**Directions:**
First find the line with "when no file" in the entries below, then set down exactly every line through the line with "pub fn from_default_location()", that line included.

**Records supplied:**
"""
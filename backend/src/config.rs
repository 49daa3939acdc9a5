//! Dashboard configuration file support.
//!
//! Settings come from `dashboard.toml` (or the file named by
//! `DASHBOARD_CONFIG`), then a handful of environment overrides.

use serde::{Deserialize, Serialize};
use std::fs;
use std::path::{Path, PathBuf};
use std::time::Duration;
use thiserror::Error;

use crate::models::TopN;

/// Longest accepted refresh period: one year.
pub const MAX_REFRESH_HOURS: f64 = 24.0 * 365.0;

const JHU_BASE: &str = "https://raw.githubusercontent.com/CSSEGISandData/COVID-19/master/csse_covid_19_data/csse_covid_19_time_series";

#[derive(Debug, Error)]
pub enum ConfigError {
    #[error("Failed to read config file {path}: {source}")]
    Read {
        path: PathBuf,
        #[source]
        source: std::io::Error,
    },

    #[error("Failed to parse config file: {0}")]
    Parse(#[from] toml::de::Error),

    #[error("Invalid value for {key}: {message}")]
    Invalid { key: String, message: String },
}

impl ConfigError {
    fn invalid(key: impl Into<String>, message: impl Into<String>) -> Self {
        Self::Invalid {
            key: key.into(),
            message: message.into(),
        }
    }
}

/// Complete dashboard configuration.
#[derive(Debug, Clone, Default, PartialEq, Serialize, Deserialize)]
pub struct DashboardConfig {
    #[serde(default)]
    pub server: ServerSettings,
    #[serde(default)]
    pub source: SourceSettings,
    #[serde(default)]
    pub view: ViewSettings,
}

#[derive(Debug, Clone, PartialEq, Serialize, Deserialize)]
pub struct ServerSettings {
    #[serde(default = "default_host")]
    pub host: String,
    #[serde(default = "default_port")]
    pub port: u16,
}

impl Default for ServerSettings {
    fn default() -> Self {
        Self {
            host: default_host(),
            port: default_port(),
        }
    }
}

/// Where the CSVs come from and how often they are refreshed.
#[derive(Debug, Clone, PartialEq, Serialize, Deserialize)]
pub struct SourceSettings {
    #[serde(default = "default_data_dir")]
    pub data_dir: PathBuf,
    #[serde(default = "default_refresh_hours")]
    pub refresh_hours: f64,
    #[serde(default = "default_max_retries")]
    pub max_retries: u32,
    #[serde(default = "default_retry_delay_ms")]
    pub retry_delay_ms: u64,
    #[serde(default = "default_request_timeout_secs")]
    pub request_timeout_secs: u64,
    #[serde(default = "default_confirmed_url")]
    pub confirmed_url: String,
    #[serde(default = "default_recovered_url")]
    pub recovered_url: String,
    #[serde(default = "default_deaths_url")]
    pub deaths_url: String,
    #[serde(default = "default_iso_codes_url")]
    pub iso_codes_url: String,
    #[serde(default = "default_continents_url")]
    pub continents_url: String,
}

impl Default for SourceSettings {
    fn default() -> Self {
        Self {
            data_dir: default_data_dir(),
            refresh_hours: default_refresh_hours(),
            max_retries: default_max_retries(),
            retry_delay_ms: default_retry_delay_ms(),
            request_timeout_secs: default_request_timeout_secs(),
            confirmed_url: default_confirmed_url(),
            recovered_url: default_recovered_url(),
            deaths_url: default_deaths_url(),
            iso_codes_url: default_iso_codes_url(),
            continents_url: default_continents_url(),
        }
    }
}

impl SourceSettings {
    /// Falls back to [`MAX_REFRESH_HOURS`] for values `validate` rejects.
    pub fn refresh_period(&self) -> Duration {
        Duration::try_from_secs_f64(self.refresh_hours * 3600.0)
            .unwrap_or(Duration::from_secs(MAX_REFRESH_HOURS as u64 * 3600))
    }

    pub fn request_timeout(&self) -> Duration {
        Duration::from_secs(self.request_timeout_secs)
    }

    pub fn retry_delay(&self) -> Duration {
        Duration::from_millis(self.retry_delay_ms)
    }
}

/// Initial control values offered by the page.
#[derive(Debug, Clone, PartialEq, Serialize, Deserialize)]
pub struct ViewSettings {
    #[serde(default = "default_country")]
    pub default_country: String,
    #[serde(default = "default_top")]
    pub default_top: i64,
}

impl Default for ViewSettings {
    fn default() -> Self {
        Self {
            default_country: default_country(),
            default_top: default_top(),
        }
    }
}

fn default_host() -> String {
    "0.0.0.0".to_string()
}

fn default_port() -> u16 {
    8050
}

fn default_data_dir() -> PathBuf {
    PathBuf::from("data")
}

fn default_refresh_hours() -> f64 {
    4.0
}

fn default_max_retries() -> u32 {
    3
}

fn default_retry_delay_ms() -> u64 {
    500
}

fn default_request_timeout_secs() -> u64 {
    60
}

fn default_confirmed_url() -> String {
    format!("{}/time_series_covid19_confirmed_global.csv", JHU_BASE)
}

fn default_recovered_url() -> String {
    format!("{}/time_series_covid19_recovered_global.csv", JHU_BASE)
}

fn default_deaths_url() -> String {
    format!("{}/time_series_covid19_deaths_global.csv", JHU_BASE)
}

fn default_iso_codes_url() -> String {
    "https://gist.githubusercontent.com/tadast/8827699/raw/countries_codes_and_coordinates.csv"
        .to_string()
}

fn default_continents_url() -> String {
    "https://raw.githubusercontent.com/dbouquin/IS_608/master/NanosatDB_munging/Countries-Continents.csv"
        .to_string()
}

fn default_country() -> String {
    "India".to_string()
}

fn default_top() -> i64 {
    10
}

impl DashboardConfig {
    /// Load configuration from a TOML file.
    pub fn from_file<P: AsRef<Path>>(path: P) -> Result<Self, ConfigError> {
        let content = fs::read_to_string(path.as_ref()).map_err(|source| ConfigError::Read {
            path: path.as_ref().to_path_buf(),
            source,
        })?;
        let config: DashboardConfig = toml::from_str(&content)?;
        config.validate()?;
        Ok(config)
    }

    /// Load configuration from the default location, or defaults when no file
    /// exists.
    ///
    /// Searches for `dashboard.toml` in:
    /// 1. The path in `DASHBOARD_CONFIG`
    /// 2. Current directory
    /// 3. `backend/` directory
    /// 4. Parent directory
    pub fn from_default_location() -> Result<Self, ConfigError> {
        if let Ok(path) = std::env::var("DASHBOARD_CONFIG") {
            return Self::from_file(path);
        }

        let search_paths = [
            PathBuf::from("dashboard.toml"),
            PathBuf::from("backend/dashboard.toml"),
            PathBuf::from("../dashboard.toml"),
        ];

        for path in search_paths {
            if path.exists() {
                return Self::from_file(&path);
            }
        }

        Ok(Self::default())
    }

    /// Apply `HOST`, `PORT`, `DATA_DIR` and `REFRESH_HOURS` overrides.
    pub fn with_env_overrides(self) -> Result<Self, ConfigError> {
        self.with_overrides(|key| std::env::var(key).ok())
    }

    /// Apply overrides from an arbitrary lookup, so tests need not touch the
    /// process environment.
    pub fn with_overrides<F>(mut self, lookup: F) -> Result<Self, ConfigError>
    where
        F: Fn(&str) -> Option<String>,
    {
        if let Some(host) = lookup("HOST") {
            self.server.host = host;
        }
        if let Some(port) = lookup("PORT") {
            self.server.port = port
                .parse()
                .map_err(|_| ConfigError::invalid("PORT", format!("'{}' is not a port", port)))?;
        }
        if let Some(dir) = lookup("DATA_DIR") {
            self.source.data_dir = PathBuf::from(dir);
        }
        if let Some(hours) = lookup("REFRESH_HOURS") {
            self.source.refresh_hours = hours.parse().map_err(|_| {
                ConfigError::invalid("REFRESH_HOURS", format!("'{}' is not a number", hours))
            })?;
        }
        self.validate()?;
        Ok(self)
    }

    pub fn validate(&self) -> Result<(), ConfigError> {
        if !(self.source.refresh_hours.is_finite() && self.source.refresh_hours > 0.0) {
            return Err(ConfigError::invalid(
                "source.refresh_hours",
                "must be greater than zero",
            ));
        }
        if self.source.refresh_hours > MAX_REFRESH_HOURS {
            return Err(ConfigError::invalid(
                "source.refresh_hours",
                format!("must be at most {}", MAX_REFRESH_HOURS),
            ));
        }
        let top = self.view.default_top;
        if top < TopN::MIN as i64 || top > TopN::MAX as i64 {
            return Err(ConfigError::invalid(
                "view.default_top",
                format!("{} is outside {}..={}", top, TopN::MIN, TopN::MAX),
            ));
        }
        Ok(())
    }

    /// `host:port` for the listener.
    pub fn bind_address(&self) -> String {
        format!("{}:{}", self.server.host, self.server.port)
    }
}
"""
**Response:**
    /// Load configuration from the default location, or defaults when no file
    /// exists.
    ///
    /// Searches for `dashboard.toml` in:
    /// 1. The path in `DASHBOARD_CONFIG`
    /// 2. Current directory
    /// 3. `backend/` directory
    /// 4. Parent directory
    pub fn from_default_location() -> Result<Self, ConfigError> {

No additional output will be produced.